Los últimos años hemos vivido bajo un clima delictual permanente. No hay día, semana y mes sin que hayan ocurrido graves hechos criminales: encerronas, portonazos, turbazos, enfrentamiento de bandas, robos a casas con violencia excesiva hacia sus moradores, lanzazos y ajusticiamientos a manos de sicarios. A veces, conjuntamente en un día se reportan dos o más casos de ese catálogo, dejando una secuela de muertes, incluso de niños. Situación extrema, única históricamente, que urge finiquitarla. Pasa en algunas ciudades de regiones y de manera superlativa en Santiago.

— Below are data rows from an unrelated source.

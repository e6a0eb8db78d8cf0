//! Account services: login with self-registration, and admin-managed users.
//!
//! Password hashing is CPU bound and runs on the blocking thread pool.

use std::sync::Arc;

use async_trait::async_trait;
use serde_json::json;
use tracing::{info, warn};
use zeroize::Zeroizing;

use crate::domain::ports::{
    AddUserRequest, AdminCommand, LoginService, PasswordHashError, PasswordHasher,
    UserRepository,
};
use crate::domain::service_support::parse_username;
use crate::domain::store_errors::{map_hash_error, map_user_error, user_not_found};
use crate::domain::{
    DisplayName, Error, LoginCredentials, LoginOutcome, LoginValidationError, Role,
    StoredCredential, User, UserValidationError,
};

fn invalid_credentials() -> Error {
    Error::unauthorized("invalid credentials")
}

fn map_login_validation_error(err: LoginValidationError) -> Error {
    let (field, code) = match &err {
        LoginValidationError::InvalidUsername(UserValidationError::EmptyUsername) => {
            ("username", "empty_username")
        }
        LoginValidationError::InvalidUsername(_) => ("username", "invalid_username"),
        LoginValidationError::EmptyPassword => ("password", "empty_password"),
    };
    Error::invalid_request(err.to_string()).with_details(json!({ "field": field, "code": code }))
}

/// Service implementing [`LoginService`] and [`AdminCommand`].
#[derive(Clone)]
pub struct AccountService<U, H> {
    user_repo: Arc<U>,
    hasher: Arc<H>,
}

impl<U, H> AccountService<U, H> {
    /// Create an account service storing users in `user_repo`.
    pub fn new(user_repo: Arc<U>, hasher: Arc<H>) -> Self {
        Self { user_repo, hasher }
    }
}

impl<U, H> AccountService<U, H>
where
    U: UserRepository,
    H: PasswordHasher + 'static,
{
    async fn run_hasher<T, F>(&self, op: F) -> Result<T, Error>
    where
        T: Send + 'static,
        F: FnOnce(&H) -> Result<T, PasswordHashError> + Send + 'static,
    {
        let hasher = Arc::clone(&self.hasher);
        tokio::task::spawn_blocking(move || op(hasher.as_ref()))
            .await
            .map_err(|err| Error::internal(format!("credential task failed: {err}")))?
            .map_err(map_hash_error)
    }

    async fn hash(&self, password: &str) -> Result<String, Error> {
        let password = Zeroizing::new(password.to_owned());
        self.run_hasher(move |hasher| hasher.hash(&password)).await
    }

    async fn verify(&self, password: &str, stored: &StoredCredential) -> Result<(), Error> {
        let password = Zeroizing::new(password.to_owned());
        let stored_hash = stored.password_hash.clone();
        let matched = self
            .run_hasher(move |hasher| hasher.verify(&password, &stored_hash))
            .await?;
        if matched {
            Ok(())
        } else {
            warn!(username = %stored.user.username(), "login rejected");
            Err(invalid_credentials())
        }
    }
}

#[async_trait]
impl<U, H> LoginService for AccountService<U, H>
where
    U: UserRepository,
    H: PasswordHasher + 'static,
{
    async fn find_or_create_user(
        &self,
        credentials: &LoginCredentials,
    ) -> Result<LoginOutcome, Error> {
        let username = credentials.username();
        if let Some(stored) = self
            .user_repo
            .find_credential(username)
            .await
            .map_err(map_user_error)?
        {
            self.verify(credentials.password(), &stored).await?;
            return Ok(LoginOutcome::Authenticated(stored.user));
        }

        let password_hash = self.hash(credentials.password()).await?;
        let user = User::new(username.clone(), None, Role::Student);
        let inserted = self
            .user_repo
            .insert(&StoredCredential {
                user: user.clone(),
                password_hash,
            })
            .await
            .map_err(map_user_error)?;
        if inserted {
            info!(username = %username, "user registered on first login");
            return Ok(LoginOutcome::Registered(user));
        }

        // Lost a registration race; the winner's password decides.
        let stored = self
            .user_repo
            .find_credential(username)
            .await
            .map_err(map_user_error)?
            .ok_or_else(invalid_credentials)?;
        self.verify(credentials.password(), &stored).await?;
        Ok(LoginOutcome::Authenticated(stored.user))
    }
}

#[async_trait]
impl<U, H> AdminCommand for AccountService<U, H>
where
    U: UserRepository,
    H: PasswordHasher + 'static,
{
    async fn add_user(&self, request: AddUserRequest) -> Result<User, Error> {
        let credentials = LoginCredentials::try_from_parts(&request.username, &request.password)
            .map_err(map_login_validation_error)?;
        let display_name = request
            .name
            .as_deref()
            .filter(|name| !name.trim().is_empty())
            .map(DisplayName::new)
            .transpose()
            .map_err(|err| {
                Error::invalid_request(err.to_string())
                    .with_details(json!({ "field": "name", "code": "invalid_name" }))
            })?;
        let role = request
            .role
            .as_deref()
            .map(str::parse::<Role>)
            .transpose()
            .map_err(|err| {
                Error::invalid_request(err.to_string())
                    .with_details(json!({ "field": "role", "code": "invalid_role" }))
            })?
            .unwrap_or_default();

        let password_hash = self.hash(credentials.password()).await?;
        let user = User::new(credentials.username().clone(), display_name, role);
        let inserted = self
            .user_repo
            .insert(&StoredCredential {
                user: user.clone(),
                password_hash,
            })
            .await
            .map_err(map_user_error)?;
        if !inserted {
            return Err(
                Error::invalid_request(format!("username {} is taken", user.username()))
                    .with_details(json!({ "field": "username", "code": "username_taken" })),
            );
        }

        info!(username = %user.username(), role = %user.role(), "user added");
        Ok(user)
    }

    async fn delete_user(&self, username: String) -> Result<(), Error> {
        let username = parse_username(&username)?;
        let deleted = self
            .user_repo
            .delete(&username)
            .await
            .map_err(map_user_error)?;
        if !deleted {
            return Err(user_not_found(username.as_ref()));
        }
        info!(username = %username, "user deleted");
        Ok(())
    }
}

#[cfg(test)]
#[path = "account_service_tests.rs"]
mod tests;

El Gobierno no ha sido proactivo. Al parecer, está convencido de que va en disminución, según se sostiene desde el Ministerio del Interior. A menudo, sus autoridades dan explicaciones en tono grandilocuente sobre hechos que ya han ocurrido, señalando con manidas frases que adoptarán medidas (delegado presidencial dixit) y perseguirán a los delincuentes incansablemente hasta encarcelarlos. No hace mucho, el señor Presidente de la República, sobre un caso que implicó una muerte trágica, dijo que situaciones como esa “lo violentan y movilizan”, pero no se constatan movilizaciones eficaces. Aumentar el número de carabineros, dotarlos de medios de transporte, armamento y mayor presupuesto, puede haber ayudado. De hecho, se han desbaratado algunas bandas, pero es insuficiente; todo sigue igual porque las policías no dan abasto. Este tipo de agrupaciones, no se sabe cómo, se rearticulan o surgen nuevas. Así, el asunto es que siguen operando en forma desenvuelta y hasta más desafiante. Crear un Ministerio de Seguridad puede tener efectos positivos, pero su instalación y funcionamiento demorarán años; mientras tanto, los ciudadanos seguiremos soportando el clima aterrador. Alcaldes, gobernadores y otras entidades han propuesto que miembros de instituciones armadas colaboren, no con poder de fuego, sino con presencia en lugares estudiados previamente. Disponen de sistemas de inteligencia y tecnología pertinente, saben localizar los objetivos que interesan y pueden alertar a policías. Su contribución podría ser muy útil, pero el Gobierno ha sido renuente.
Bajo la palabra “inseguridad”, que se repite, está la sensación de miedo a ser víctima de la delincuencia. Eso siente predominantemente la población. Gente que transita con intranquilidad —aun en auto— en estado de alerta. Oscureciendo, se refugia en sus casas, evita salir de noche. Obviamente es nocivo vivir bajo este clima normalizado. Tiene consecuencias sicológicas; para qué decir quienes han sido víctimas, pueden sufrir trastornos mentales. Hay textos de especialistas que así lo indican. Además, los noticieros de TV abordan los varios casos ocurridos en el día —franja de casi 15 minutos o más— no solo informando, no; relatan los dramas que viven las víctimas, con detalle, como si fuera una serie. Se entrevista a los afectados comenzando con la pregunta: ¿Cómo se siente?; lo mismo con los testigos y personal policial. Todo eso ciertamente exalta el temor y, de paso, comprueba que el miedo es verdadero.
¿Es sensato gobernar tranquilamente un país, a sabiendas que prevalece el miedo en los ciudadanos?